Advertisement

Melvin and Wilson: Long Beach Wilson High’s...

Share

Melvin and Wilson: Long Beach Wilson High’s Class of ‘62, preparing to hold a reunion on Oct. 3, can’t find one of its most famous alumni: Melvin Dummar.

You remember, Dummar, the onetime milkman and gas station attendant who produced what he said was Howard Hughes’ will? The document supposedly left Dummar one-sixteenth of the fortune of the long-fingernailed industrialist. It was later ruled a fake, but Dummar’s name popped into the news again when a movie, “Melvin and Howard,” was made in 1980. After that, Dummar pretty much faded from sight.

“I knew Melvin Dummar in high school,” exclaimed Sherry (Graham) Colbert of the reunion committee after finding his name in her yearbook. “But I didn’t know he was the guy with the (alleged Hughes) will. I remember he wore a letterman’s jacket. He had dimples.

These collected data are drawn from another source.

//! SE(3) poses and pose batches.
//!
//! A pose packs as `[qw, qx, qy, qz, x, y, z]`. A batch is a plain
//! `Vec<Pose>`; poses in a batch never interact.

use serde::{Deserialize, Serialize};

use crate::constants::UNIT_NORM_TOLERANCE;
use crate::error::{EdfError, Result};
use crate::quaternion::Quaternion;

/// Number of scalars in a packed pose record.
pub const POSE_DIM: usize = 7;

#[derive(Clone, Copy, Debug, PartialEq, Serialize, Deserialize)]
pub struct Pose {
    pub rotation: Quaternion,
    pub translation: [f64; 3],
}

impl Pose {
    pub const fn identity() -> Self {
        Self {
            rotation: Quaternion::identity(),
            translation: [0.0; 3],
        }
    }

    /// Build a pose, normalizing the rotation.
    pub fn new(rotation: Quaternion, translation: [f64; 3]) -> Result<Self> {
        Ok(Self {
            rotation: rotation.try_normalize()?,
            translation,
        })
    }

    pub fn from_array(arr: [f64; POSE_DIM]) -> Result<Self> {
        Self::new(
            Quaternion::from_array([arr[0], arr[1], arr[2], arr[3]]),
            [arr[4], arr[5], arr[6]],
        )
    }

    pub fn to_array(&self) -> [f64; POSE_DIM] {
        let [w, x, y, z] = self.rotation.to_array();
        let t = self.translation;
        [w, x, y, z, t[0], t[1], t[2]]
    }

    /// Narrow to the single-precision record handed to score models.
    /// Rounds to nearest; values beyond `f32::MAX` become infinite.
    pub fn to_f32_array(&self) -> [f32; POSE_DIM] {
        self.to_array().map(|v| v as f32)
    }

    pub fn is_unit(&self) -> bool {
        (self.rotation.norm() - 1.0).abs() <= UNIT_NORM_TOLERANCE
    }

    pub fn is_finite(&self) -> bool {
        self.to_array().iter().all(|v| v.is_finite())
    }
}

impl Default for Pose {
    fn default() -> Self {
        Self::identity()
    }
}

/// Parse a flat `[qw, qx, qy, qz, x, y, z, qw, ...]` buffer into poses.
pub fn poses_from_flat(data: &[f64]) -> Result<Vec<Pose>> {
    if data.len() % POSE_DIM != 0 {
        return Err(EdfError::ShapeMismatch(format!(
            "pose buffer length {} is not a multiple of {POSE_DIM}",
            data.len()
        )));
    }
    data.chunks_exact(POSE_DIM)
        .map(|chunk| {
            let mut arr = [0.0; POSE_DIM];
            arr.copy_from_slice(chunk);
            Pose::from_array(arr)
        })
        .collect()
}

/// Parse a flat buffer of 3-vectors (scores, displacements).
pub fn vec3s_from_flat(data: &[f64]) -> Result<Vec<[f64; 3]>> {
    if data.len() % 3 != 0 {
        return Err(EdfError::ShapeMismatch(format!(
            "vector buffer length {} is not a multiple of 3",
            data.len()
        )));
    }
    Ok(data
        .chunks_exact(3)
        .map(|c| [c[0], c[1], c[2]])
        .collect())
}

/// Pack a batch into the single-precision layout used at the model boundary.
pub fn to_f32_records(poses: &[Pose]) -> Vec<[f32; POSE_DIM]> {
    poses.iter().map(Pose::to_f32_array).collect()
}
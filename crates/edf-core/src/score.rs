//! The score-model seam.
//!
//! The network that predicts scores, and the feature pipeline that turns
//! point clouds into contexts, live outside this crate. Engines here only
//! see them through [`ScoreModel`].

use serde::{Deserialize, Serialize};

use crate::error::{EdfError, Result};
use crate::pose::POSE_DIM;

/// Whether the host should retain computation history for differentiation.
///
/// Scores must not depend on the mode.
#[derive(Clone, Copy, Debug, PartialEq, Eq)]
pub enum GradMode {
    Inference,
    Training,
}

/// Fixed multipliers the model was trained with.
#[derive(Clone, Copy, Debug, PartialEq, Serialize)]
pub struct ScoreScaling {
    ang_mult: f64,
    lin_mult: f64,
}

impl ScoreScaling {
    pub fn new(ang_mult: f64, lin_mult: f64) -> Result<Self> {
        let valid = |m: f64| m.is_finite() && m > 0.0;
        if !valid(ang_mult) || !valid(lin_mult) {
            return Err(EdfError::InvalidScaling { ang_mult, lin_mult });
        }
        Ok(Self { ang_mult, lin_mult })
    }

    pub fn unit() -> Self {
        Self {
            ang_mult: 1.0,
            lin_mult: 1.0,
        }
    }

    pub fn ang_mult(&self) -> f64 {
        self.ang_mult
    }

    pub fn lin_mult(&self) -> f64 {
        self.lin_mult
    }
}

/// Per-pose `(angular, linear)` tangent-space scores, in model precision.
#[derive(Clone, Debug, Default, PartialEq, Serialize, Deserialize)]
pub struct ScorePair {
    pub angular: Vec<[f32; 3]>,
    pub linear: Vec<[f32; 3]>,
}

impl ScorePair {
    pub fn zeros(n: usize) -> Self {
        Self {
            angular: vec![[0.0; 3]; n],
            linear: vec![[0.0; 3]; n],
        }
    }

    pub fn len(&self) -> usize {
        self.angular.len()
    }

    pub fn is_empty(&self) -> bool {
        self.angular.is_empty()
    }

    /// Check that both channels hold exactly `n` rows.
    pub fn expect_len(&self, n: usize) -> Result<()> {
        if self.angular.len() != n || self.linear.len() != n {
            return Err(EdfError::ShapeMismatch(format!(
                "score model returned {} angular and {} linear rows for a batch of {n}",
                self.angular.len(),
                self.linear.len()
            )));
        }
        Ok(())
    }

    pub fn is_finite(&self) -> bool {
        self.angular
            .iter()
            .chain(&self.linear)
            .all(|v| v.iter().all(|c| c.is_finite()))
    }
}

/// A score network together with the feature pipeline that feeds it.
pub trait ScoreModel {
    /// Raw point set handed to the feature pipeline.
    type Points;
    /// One scale of the multiscale key (scene) context.
    type KeyContext;
    /// Query (gripper/object) context.
    type QueryContext;

    fn scaling(&self) -> ScoreScaling;

    fn key_context_multiscale(&self, points: &Self::Points) -> Result<Vec<Self::KeyContext>>;

    fn query_context(&self, points: &Self::Points) -> Result<Self::QueryContext>;

    /// Predict scores for `poses` (packed `[qw, qx, qy, qz, x, y, z]`) at the
    /// per-pose `time` values. Must accept any batch length.
    fn score(
        &self,
        poses: &[[f32; POSE_DIM]],
        key: &[Self::KeyContext],
        query: &Self::QueryContext,
        time: &[f32],
        mode: GradMode,
    ) -> Result<ScorePair>;
}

He was a good-looking guy, not geeky looking.”

Advertisement

Dummar, she said, is one of a couple hundred members of the class whose whereabouts are unknown.

We wonder if he hangs out at the Spruce Goose.

Another absent alumnus: The Dummar search reminds us of the reunion bulletin put out a decade ago by a Rolling Hills High class, which listed Christopher J. Boyce among its “missing alumni.”

At the time, federal marshals were also searching for Boyce, who had escaped from the federal pen in Lompoc, where he was serving a 40-year conviction on spying charges. Boyce was the “Falcon” in the spy team that was chronicled in the book and movie “The Falcon and the Snowman.”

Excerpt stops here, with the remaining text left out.